> **TASK PROMPT**:
How many lines of the listing below hold the word "impl"? Answer with the number alone.

*** Begin section ***

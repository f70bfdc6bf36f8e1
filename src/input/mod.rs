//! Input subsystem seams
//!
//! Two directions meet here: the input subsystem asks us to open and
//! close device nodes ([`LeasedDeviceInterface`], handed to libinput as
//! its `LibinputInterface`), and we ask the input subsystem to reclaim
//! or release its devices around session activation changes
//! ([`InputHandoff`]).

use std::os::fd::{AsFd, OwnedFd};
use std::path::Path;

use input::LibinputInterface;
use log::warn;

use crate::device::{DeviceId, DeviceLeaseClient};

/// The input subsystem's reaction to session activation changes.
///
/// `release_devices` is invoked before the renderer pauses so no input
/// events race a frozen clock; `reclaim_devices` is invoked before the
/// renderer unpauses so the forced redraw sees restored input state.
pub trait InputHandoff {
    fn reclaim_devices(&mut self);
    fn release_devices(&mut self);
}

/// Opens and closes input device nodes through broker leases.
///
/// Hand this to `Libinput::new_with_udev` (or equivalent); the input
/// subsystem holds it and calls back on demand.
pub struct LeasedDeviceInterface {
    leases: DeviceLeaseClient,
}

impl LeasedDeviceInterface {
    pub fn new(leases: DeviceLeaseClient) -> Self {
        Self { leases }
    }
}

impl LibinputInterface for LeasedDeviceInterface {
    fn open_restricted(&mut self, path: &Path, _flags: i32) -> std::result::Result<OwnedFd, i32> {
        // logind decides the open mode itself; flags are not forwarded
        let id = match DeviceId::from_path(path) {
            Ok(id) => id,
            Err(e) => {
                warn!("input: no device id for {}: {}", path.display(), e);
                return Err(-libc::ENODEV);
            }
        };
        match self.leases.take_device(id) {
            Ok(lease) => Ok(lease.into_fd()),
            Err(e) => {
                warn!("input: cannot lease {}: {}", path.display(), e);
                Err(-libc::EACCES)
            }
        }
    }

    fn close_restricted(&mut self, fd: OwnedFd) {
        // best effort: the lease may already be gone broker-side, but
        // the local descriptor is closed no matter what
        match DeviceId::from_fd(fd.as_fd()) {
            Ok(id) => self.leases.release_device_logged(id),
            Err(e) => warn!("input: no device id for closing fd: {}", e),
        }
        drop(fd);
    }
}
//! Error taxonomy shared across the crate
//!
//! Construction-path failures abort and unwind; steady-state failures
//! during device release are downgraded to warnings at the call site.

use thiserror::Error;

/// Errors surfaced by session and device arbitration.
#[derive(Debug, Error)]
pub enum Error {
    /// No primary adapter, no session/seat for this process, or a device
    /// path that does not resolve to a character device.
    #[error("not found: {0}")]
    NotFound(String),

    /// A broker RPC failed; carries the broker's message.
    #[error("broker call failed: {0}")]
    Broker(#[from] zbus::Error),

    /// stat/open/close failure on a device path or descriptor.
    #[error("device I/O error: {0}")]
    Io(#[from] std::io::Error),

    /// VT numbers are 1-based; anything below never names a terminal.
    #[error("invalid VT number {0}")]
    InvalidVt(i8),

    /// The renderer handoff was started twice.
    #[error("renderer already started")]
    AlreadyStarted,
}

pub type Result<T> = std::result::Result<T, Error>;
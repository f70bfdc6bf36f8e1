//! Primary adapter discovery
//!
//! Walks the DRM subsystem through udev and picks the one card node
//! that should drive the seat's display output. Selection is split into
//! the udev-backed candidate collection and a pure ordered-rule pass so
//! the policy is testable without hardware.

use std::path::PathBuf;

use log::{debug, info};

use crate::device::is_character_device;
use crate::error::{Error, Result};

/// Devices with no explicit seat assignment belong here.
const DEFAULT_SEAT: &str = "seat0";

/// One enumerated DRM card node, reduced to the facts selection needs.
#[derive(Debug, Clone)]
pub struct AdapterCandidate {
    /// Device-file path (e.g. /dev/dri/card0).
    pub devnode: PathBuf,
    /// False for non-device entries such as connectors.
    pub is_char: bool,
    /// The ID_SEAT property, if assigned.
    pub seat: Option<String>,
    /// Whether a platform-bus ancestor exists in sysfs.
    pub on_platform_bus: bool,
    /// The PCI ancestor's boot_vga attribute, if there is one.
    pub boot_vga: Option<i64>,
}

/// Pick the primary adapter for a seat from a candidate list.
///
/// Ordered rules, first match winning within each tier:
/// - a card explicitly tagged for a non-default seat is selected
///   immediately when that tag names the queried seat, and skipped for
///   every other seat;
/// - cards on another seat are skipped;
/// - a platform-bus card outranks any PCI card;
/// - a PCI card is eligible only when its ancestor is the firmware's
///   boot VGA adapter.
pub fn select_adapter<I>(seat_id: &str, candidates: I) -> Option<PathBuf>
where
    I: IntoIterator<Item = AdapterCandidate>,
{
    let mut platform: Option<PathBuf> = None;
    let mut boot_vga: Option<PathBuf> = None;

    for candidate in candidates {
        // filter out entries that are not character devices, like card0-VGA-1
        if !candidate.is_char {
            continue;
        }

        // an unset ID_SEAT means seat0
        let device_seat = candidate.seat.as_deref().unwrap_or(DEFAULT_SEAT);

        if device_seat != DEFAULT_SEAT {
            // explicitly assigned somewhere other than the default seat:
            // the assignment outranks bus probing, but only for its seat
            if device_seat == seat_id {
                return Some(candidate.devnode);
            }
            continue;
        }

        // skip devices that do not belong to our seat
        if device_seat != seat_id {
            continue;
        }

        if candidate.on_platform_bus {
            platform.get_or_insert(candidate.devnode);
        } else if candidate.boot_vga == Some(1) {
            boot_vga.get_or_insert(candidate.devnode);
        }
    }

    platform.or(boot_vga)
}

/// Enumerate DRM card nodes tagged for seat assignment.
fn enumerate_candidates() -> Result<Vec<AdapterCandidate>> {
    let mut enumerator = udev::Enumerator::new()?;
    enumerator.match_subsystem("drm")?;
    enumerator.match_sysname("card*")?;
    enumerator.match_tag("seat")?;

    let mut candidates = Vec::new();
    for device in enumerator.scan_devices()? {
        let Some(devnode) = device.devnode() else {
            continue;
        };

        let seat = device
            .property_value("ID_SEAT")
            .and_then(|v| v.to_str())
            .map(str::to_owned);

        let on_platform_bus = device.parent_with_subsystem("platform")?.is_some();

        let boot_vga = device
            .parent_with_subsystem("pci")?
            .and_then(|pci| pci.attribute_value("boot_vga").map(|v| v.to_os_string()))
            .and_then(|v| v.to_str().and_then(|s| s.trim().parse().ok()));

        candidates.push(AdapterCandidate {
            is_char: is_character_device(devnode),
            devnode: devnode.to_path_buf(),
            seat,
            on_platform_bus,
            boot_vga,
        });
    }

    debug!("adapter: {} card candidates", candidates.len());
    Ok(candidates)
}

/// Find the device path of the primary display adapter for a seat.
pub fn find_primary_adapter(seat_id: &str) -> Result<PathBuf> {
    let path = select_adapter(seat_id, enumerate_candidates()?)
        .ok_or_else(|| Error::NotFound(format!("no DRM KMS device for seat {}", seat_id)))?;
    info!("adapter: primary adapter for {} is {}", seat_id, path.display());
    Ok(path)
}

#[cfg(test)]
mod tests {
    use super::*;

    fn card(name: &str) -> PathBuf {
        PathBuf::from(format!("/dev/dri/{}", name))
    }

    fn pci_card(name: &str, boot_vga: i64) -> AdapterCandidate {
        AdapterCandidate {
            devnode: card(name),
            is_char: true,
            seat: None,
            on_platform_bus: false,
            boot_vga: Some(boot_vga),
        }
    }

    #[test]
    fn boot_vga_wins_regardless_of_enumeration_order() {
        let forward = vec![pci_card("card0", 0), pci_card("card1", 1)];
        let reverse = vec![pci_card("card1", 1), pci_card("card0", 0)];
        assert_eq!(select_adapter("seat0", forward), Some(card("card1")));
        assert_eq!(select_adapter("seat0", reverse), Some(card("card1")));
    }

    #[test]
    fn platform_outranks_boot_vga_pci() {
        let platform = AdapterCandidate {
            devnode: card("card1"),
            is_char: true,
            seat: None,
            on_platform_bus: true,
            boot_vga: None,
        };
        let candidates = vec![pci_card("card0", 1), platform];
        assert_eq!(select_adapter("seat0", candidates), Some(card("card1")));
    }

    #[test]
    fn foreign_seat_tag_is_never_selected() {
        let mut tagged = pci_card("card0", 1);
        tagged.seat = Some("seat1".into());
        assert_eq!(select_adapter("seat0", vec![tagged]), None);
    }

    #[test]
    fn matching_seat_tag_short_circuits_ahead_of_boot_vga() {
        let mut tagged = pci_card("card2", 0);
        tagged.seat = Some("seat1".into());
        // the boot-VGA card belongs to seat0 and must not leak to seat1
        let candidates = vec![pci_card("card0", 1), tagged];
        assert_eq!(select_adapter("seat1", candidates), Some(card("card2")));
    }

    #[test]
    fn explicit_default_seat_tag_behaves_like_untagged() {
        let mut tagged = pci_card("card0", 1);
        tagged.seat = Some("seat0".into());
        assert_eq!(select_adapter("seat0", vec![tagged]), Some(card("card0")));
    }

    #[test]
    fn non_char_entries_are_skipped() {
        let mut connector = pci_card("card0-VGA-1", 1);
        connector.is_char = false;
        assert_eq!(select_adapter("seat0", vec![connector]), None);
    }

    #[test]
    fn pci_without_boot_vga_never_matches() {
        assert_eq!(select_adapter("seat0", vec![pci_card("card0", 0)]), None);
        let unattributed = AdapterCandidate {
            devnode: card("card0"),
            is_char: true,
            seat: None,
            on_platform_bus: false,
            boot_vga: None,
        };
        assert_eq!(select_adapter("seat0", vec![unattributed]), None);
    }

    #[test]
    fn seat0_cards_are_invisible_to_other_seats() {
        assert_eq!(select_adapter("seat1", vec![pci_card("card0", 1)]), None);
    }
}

*** End section ***

> **EXERCISE SOLUTION**:
2